Biden, who met with President Xi Jinping on Wednesday and used Thursday to highlight strong economic ties between the U.S. and the other Pacific nations, will have one final large gathering of leaders on Friday where he will formally transfer the chair of the Asia Pacific Economic Cooperation forum to Peru President Dina Boluarte.
Ahead of their bilateral meeting, Biden and Lopez Obrador expressed interest in tackling the issues of migration and fentanyl trafficking.
“Mexico and the United States stand together,” Biden said. “We see it in our security cooperation, we’re working side-by-side to combat arms trafficking, to tackle organized crime and to address the opioid epidemic, including fentanyl.”

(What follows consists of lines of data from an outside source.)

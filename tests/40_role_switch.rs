mod common;

use anyhow::Result;
use reqwest::StatusCode;
use serde_json::json;

#[tokio::test]
async fn seller_switch_lifecycle() -> Result<()> {
    let server = common::ensure_server().await?;
    let client = reqwest::Client::new();
    let (token, user) =
        common::login(&server.base_url, common::SELLER_EMAIL, common::SELLER_PASSWORD).await?;
    assert_eq!(user["role"], "CUSTOMER");

    // Switch the active role to an already-granted one.
    let res = client
        .post(format!("{}/api/auth/role", server.base_url))
        .bearer_auth(&token)
        .json(&json!({ "role": "SELLER" }))
        .send()
        .await?;
    assert_eq!(res.status(), StatusCode::OK);

    let body = res.json::<serde_json::Value>().await?;
    let switched = body["data"]["token"].as_str().unwrap().to_string();
    assert_eq!(body["data"]["user"]["role"], "SELLER");
    assert_eq!(body["data"]["user"]["roles"], json!(["CUSTOMER", "SELLER"]));

    // The replacement token carries the new active role...
    let res = client
        .get(format!("{}/api/auth/whoami", server.base_url))
        .bearer_auth(&switched)
        .send()
        .await?;
    assert_eq!(res.json::<serde_json::Value>().await?["data"]["user"]["role"], "SELLER");

    // ...while the superseded token keeps asserting the old one until it
    // expires; tokens are never revoked.
    let res = client
        .get(format!("{}/api/auth/whoami", server.base_url))
        .bearer_auth(&token)
        .send()
        .await?;
    assert_eq!(res.status(), StatusCode::OK);
    assert_eq!(res.json::<serde_json::Value>().await?["data"]["user"]["role"], "CUSTOMER");

    // Unrecognized target role.
    let res = client
        .post(format!("{}/api/auth/role", server.base_url))
        .bearer_auth(&switched)
        .json(&json!({ "role": "WAREHOUSE_GOBLIN" }))
        .send()
        .await?;
    assert_eq!(res.status(), StatusCode::BAD_REQUEST);
    assert_eq!(res.json::<serde_json::Value>().await?["code"], "INVALID_ROLE");

    // Recognized but not granted: switching never grants a role.
    let res = client
        .post(format!("{}/api/auth/role", server.base_url))
        .bearer_auth(&switched)
        .json(&json!({ "role": "ADMIN" }))
        .send()
        .await?;
    assert_eq!(res.status(), StatusCode::FORBIDDEN);

    // The switch landed in the audit trail with its from/to detail.
    let (admin_token, _) =
        common::login(&server.base_url, common::ADMIN_EMAIL, common::ADMIN_PASSWORD).await?;
    let res = client
        .get(format!("{}/api/admin/audit", server.base_url))
        .bearer_auth(&admin_token)
        .send()
        .await?;
    let body = res.json::<serde_json::Value>().await?;
    let records = body["data"].as_array().unwrap();
    let switch = records
        .iter()
        .find(|r| r["action"] == "ROLE_SWITCH" && r["actor"] == user["id"])
        .expect("role switch must be audited");
    assert_eq!(switch["detail"]["from"], "CUSTOMER");
    assert_eq!(switch["detail"]["to"], "SELLER");
    Ok(())
}

#[tokio::test]
async fn shopper_cannot_switch_roles() -> Result<()> {
    let server = common::ensure_server().await?;
    let client = reqwest::Client::new();
    let (token, user) =
        common::login(&server.base_url, common::SHOPPER_EMAIL, common::SHOPPER_PASSWORD).await?;

    // An unsophisticated customer holds neither role:switch nor ADMIN.
    let res = client
        .post(format!("{}/api/auth/role", server.base_url))
        .bearer_auth(&token)
        .json(&json!({ "role": "ADMIN" }))
        .send()
        .await?;
    assert_eq!(res.status(), StatusCode::FORBIDDEN);

    // The attempt is audited as an unauthorized role switch.
    let (admin_token, _) =
        common::login(&server.base_url, common::ADMIN_EMAIL, common::ADMIN_PASSWORD).await?;
    let res = client
        .get(format!("{}/api/admin/audit", server.base_url))
        .bearer_auth(&admin_token)
        .send()
        .await?;
    let body = res.json::<serde_json::Value>().await?;
    let records = body["data"].as_array().unwrap();
    let attempt = records
        .iter()
        .find(|r| r["action"] == "UNAUTHORIZED_ROLE_SWITCH" && r["actor"] == user["id"])
        .expect("unauthorized switch must be audited");
    assert_eq!(attempt["detail"]["target"], "ADMIN");
    Ok(())
}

Lopez Obrador described the U.S.- Mexico relationship as respectful and cooperative, and he praised Biden for his immigration policies, calling him an “extraordinary president” and “a man with conviction.”
The bilateral meeting comes as the two countries are at odds over several significant trade issues, including Mexico’s efforts to phase out use of genetically modified corn – a move that hurts U.S. farmers – and efforts to block U.S. energy investments into Mexico.
The worsening of trade relations between Washington and Mexico City comes even as their economic integration grows.
Mexico overtook Canada and China to become the largest U.S. goods trading partner in the first half of 2023, reaching total trade of $396.6 billion as Mexico’s automotive production grows and other U.S. companies shift supply chains from China closer to home.
In 2022, Mexico had a $130.5 billion goods trade surplus with the United States. It is on track to more than double from the $69 billion surplus in 2017, when former President Donald Trump launched a renegotiation of the NAFTA trade agreement after threatening to quit the pact, claiming it was draining U.S. manufacturing jobs.